LMNL.g
From LMNLWiki
(back to the LMNL Parser Experiment page LMNL Parser Experiment)
grammar LMNL;
options {
backtrack = true ; // this fixes numerous non LL(*) recursive rule problems, plus warnings about multiple independant matches.
language = Python ; // comment this out - defaults to Java.
}
lmnlDocument
: prolog content EOF
;
prolog : lmnlDeclaration? misc*
;
lmnlDeclaration
: WS? LEFT_SQUARE_BRACKET '!lmnl' versionInfo encodingDecl? WS? RIGHT_SQUARE_BRACKET // allow optional whitespace right at start?
;
versionInfo
: WS 'version' Eq QUOTE versionNum QUOTE
;
versionNum
: VERSION_NUM
;
encodingDecl
: WS 'encoding' Eq QUOTE encName QUOTE
;
encName
: ENCODING_NAME
;
fragment misc
: nsDeclaration
| comment
| WS
;
nsDeclaration
: LEFT_SQUARE_BRACKET '!ns' WS (prefix Eq)? uriLiteral WS? RIGHT_SQUARE_BRACKET
;
comment
: START_COMMENT commentText END_COMMENT
;
commentText
: (COMMENT_CHAR ~END_COMMENT)*
;
content
: ( charData
| markup )*
;
charData
: CHARDATA
;
fragment markup
: tag
| atom
| nsDeclaration
| comment
;
fragment tag
: startTag
| endTag
| emptyTag
;
// DEBUG NOTES:
// running with CharData in annotation:
// including annotation in metadata causes fatal non LL(*) recursion - resolve by left factoring, syntactic predicates, etc.
// but does not if annotations cannot themselves contain metadata.
// Can include metadata in Annotation tag if Empty Tag does not exist.

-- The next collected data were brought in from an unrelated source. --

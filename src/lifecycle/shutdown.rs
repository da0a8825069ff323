//! Shutdown coordination for the HTTP server.

use tokio::sync::broadcast;

/// Coordinator for graceful shutdown.
///
/// The HTTP server subscribes and starts draining when the signal fires.
/// The scheduler does not subscribe; it is abandoned at process exit.
pub struct Shutdown {
    tx: broadcast::Sender<()>,
}

impl Shutdown {
    pub fn new() -> Self {
        let (tx, _) = broadcast::channel(1);
        Self { tx }
    }

    pub fn subscribe(&self) -> broadcast::Receiver<()> {
        self.tx.subscribe()
    }

    /// Fire the signal. Harmless when nobody is listening.
    pub fn trigger(&self) {
        let _ = self.tx.send(());
    }

    pub fn receiver_count(&self) -> usize {
        self.tx.receiver_count()
    }
}

impl Default for Shutdown {
    fn default() -> Self {
        Self::new()
    }
}
//! Startup orchestration.
//!
//! Builds the checker from config and detaches the scheduler loop. The HTTP
//! listener is bound by the caller afterwards, so traffic only arrives once
//! the first cycle is already underway.

use std::sync::Arc;

use tokio::task::JoinHandle;

use crate::config::CheckerConfig;
use crate::domains::CsvDomainSource;
use crate::monitor::{FanoutChecker, HttpProber, Scheduler};
use crate::snapshot::SnapshotCache;

/// Build the CSV-backed scheduler described by `config`.
pub fn build_scheduler(
    config: &CheckerConfig,
    cache: Arc<SnapshotCache>,
) -> Result<Scheduler<CsvDomainSource, HttpProber>, reqwest::Error> {
    let prober = HttpProber::from_config(config)?;
    let checker = FanoutChecker::new(prober).with_max_concurrency(config.max_concurrency);
    let source = CsvDomainSource::new(&config.domains_path);

    tracing::info!(
        domains_path = %config.domains_path.display(),
        timeout_secs = config.timeout_secs,
        max_concurrency = ?config.max_concurrency,
        "Domain checker configured"
    );

    Ok(Scheduler::new(source, checker, cache, config.interval()))
}

/// Spawn the scheduler loop as a detached background task.
pub fn spawn_checker(
    config: &CheckerConfig,
    cache: Arc<SnapshotCache>,
) -> Result<JoinHandle<()>, reqwest::Error> {
    let scheduler = build_scheduler(config, cache)?;
    Ok(tokio::spawn(scheduler.run()))
}
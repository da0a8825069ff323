//! Configuration loading from disk.

use std::fs;
use std::path::Path;

use crate::config::schema::DomainMonitorConfig;
use crate::config::validation::{validate_config, ValidationError};

/// Error type for configuration loading.
#[derive(Debug)]
pub enum ConfigError {
    Io(std::io::Error),
    Parse(toml::de::Error),
    Validation(Vec<ValidationError>),
}

impl std::fmt::Display for ConfigError {
    fn fmt(&self, f: &mut std::fmt::Formatter<'_>) -> std::fmt::Result {
        match self {
            ConfigError::Io(e) => write!(f, "IO error: {}", e),
            ConfigError::Parse(e) => write!(f, "Parse error: {}", e),
            ConfigError::Validation(errors) => {
                write!(f, "Validation failed: ")?;
                for (i, err) in errors.iter().enumerate() {
                    if i > 0 {
                        write!(f, ", ")?;
                    }
                    write!(f, "{}", err)?;
                }
                Ok(())
            }
        }
    }
}

impl std::error::Error for ConfigError {}

/// Load and validate configuration from a TOML file.
pub fn load_config(path: &Path) -> Result<DomainMonitorConfig, ConfigError> {
    let content = fs::read_to_string(path).map_err(ConfigError::Io)?;
    parse_config(&content)
}

/// Parse and validate configuration from TOML text.
pub fn parse_config(content: &str) -> Result<DomainMonitorConfig, ConfigError> {
    let config: DomainMonitorConfig = toml::from_str(content).map_err(ConfigError::Parse)?;
    validate_config(&config).map_err(ConfigError::Validation)?;
    Ok(config)
}

/// Load from `path` when given, otherwise fall back to validated defaults.
pub fn load_or_default(path: Option<&Path>) -> Result<DomainMonitorConfig, ConfigError> {
    match path {
        Some(path) => load_config(path),
        None => {
            let config = DomainMonitorConfig::default();
            validate_config(&config).map_err(ConfigError::Validation)?;
            Ok(config)
        }
    }
}
//! Lifecycle management subsystem.
//!
//! # Data Flow
//! ```text
//! Startup (startup.rs):
//!     Load config → Build checker → Spawn scheduler → Bind listener
//!
//! Shutdown (shutdown.rs):
//!     Signal received → Stop accepting → Drain in-flight requests → Exit
//!
//! Signals (signals.rs):
//!     SIGTERM/SIGINT → Trigger graceful shutdown
//! ```
//!
//! # Design Decisions
//! - Fail fast: any startup error is fatal
//! - Only the HTTP server drains; the scheduler has no shutdown hook

pub mod shutdown;
pub mod signals;
pub mod startup;

pub use shutdown::Shutdown;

// Clearly can match empty tag + metadata - get multiple alternative matches:
// startTag and emptyTag.
// OPEN_START_TAG NAME OPEN_START_TAG NAME
// [FIRST[SECOND
// Putting all else (still with CharData in annotation) back as it should be (metadata include)
// Now having emptyTag causes non-LL* recursive rule invocations, and we get multiple alternative matches.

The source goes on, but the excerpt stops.